TASK TO COMPLETE: Copy each line of the entries below that contains the string "Output".

Extracted data entries
◇ ◇ ◇ ◇ ◇
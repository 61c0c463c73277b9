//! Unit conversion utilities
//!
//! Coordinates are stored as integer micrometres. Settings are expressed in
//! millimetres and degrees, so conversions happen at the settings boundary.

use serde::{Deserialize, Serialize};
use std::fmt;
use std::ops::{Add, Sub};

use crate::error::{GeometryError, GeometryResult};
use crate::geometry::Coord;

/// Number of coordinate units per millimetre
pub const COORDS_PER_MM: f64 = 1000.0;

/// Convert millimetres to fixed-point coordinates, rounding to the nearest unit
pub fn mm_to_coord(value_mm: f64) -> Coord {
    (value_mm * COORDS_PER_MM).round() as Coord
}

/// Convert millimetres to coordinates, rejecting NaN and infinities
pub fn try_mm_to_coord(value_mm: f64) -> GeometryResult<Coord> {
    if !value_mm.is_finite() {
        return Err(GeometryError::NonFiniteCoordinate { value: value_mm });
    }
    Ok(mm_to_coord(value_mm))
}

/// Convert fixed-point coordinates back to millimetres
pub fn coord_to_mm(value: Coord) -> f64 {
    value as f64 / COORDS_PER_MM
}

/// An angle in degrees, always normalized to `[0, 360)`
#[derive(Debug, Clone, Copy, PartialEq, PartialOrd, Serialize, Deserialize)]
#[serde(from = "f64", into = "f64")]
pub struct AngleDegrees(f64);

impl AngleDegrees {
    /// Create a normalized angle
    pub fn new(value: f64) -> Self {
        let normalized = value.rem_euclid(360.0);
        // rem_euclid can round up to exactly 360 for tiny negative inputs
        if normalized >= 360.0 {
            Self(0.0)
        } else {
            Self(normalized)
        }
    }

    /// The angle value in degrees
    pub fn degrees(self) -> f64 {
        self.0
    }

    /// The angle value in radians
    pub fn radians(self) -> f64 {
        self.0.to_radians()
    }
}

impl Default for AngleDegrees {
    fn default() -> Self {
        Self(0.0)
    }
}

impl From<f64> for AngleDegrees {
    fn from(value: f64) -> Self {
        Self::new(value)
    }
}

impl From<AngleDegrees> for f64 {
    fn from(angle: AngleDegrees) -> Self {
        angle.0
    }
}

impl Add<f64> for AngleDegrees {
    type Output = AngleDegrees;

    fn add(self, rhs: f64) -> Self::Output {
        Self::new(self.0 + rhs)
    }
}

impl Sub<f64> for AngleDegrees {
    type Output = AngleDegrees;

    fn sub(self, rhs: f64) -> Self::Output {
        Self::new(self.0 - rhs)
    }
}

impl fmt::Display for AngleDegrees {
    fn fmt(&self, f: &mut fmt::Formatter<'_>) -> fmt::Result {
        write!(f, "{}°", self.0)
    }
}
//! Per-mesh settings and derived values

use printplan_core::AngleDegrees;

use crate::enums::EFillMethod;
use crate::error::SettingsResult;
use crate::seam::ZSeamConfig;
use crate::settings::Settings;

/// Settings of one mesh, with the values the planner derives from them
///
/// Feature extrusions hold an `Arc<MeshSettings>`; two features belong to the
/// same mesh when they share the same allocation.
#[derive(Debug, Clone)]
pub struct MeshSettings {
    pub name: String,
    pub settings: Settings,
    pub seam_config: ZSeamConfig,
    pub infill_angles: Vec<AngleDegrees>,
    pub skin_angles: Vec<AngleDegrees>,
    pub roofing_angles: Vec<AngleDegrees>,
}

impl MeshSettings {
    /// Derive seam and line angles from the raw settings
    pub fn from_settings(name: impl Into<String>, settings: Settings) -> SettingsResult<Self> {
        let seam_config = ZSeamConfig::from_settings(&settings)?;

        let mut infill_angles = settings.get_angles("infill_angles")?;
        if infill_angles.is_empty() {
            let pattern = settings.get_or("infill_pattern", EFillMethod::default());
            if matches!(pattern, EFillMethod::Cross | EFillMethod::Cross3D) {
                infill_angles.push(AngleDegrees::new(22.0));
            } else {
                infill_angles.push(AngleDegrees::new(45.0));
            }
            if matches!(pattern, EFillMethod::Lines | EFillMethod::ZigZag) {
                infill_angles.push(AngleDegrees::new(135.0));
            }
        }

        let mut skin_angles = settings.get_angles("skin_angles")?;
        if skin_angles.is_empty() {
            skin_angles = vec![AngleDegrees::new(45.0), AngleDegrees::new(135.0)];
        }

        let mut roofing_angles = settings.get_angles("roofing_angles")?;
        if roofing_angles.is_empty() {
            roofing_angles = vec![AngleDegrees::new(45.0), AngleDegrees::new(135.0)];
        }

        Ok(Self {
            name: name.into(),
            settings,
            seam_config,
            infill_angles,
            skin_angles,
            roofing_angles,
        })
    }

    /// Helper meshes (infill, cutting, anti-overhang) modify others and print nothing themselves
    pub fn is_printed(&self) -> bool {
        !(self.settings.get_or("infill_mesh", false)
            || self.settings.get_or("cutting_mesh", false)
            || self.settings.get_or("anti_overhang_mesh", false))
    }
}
◇ ◇ ◇ ◇ ◇
EXERCISE RESPONSE:
    type Output = AngleDegrees;
    fn add(self, rhs: f64) -> Self::Output {
    type Output = AngleDegrees;
    fn sub(self, rhs: f64) -> Self::Output {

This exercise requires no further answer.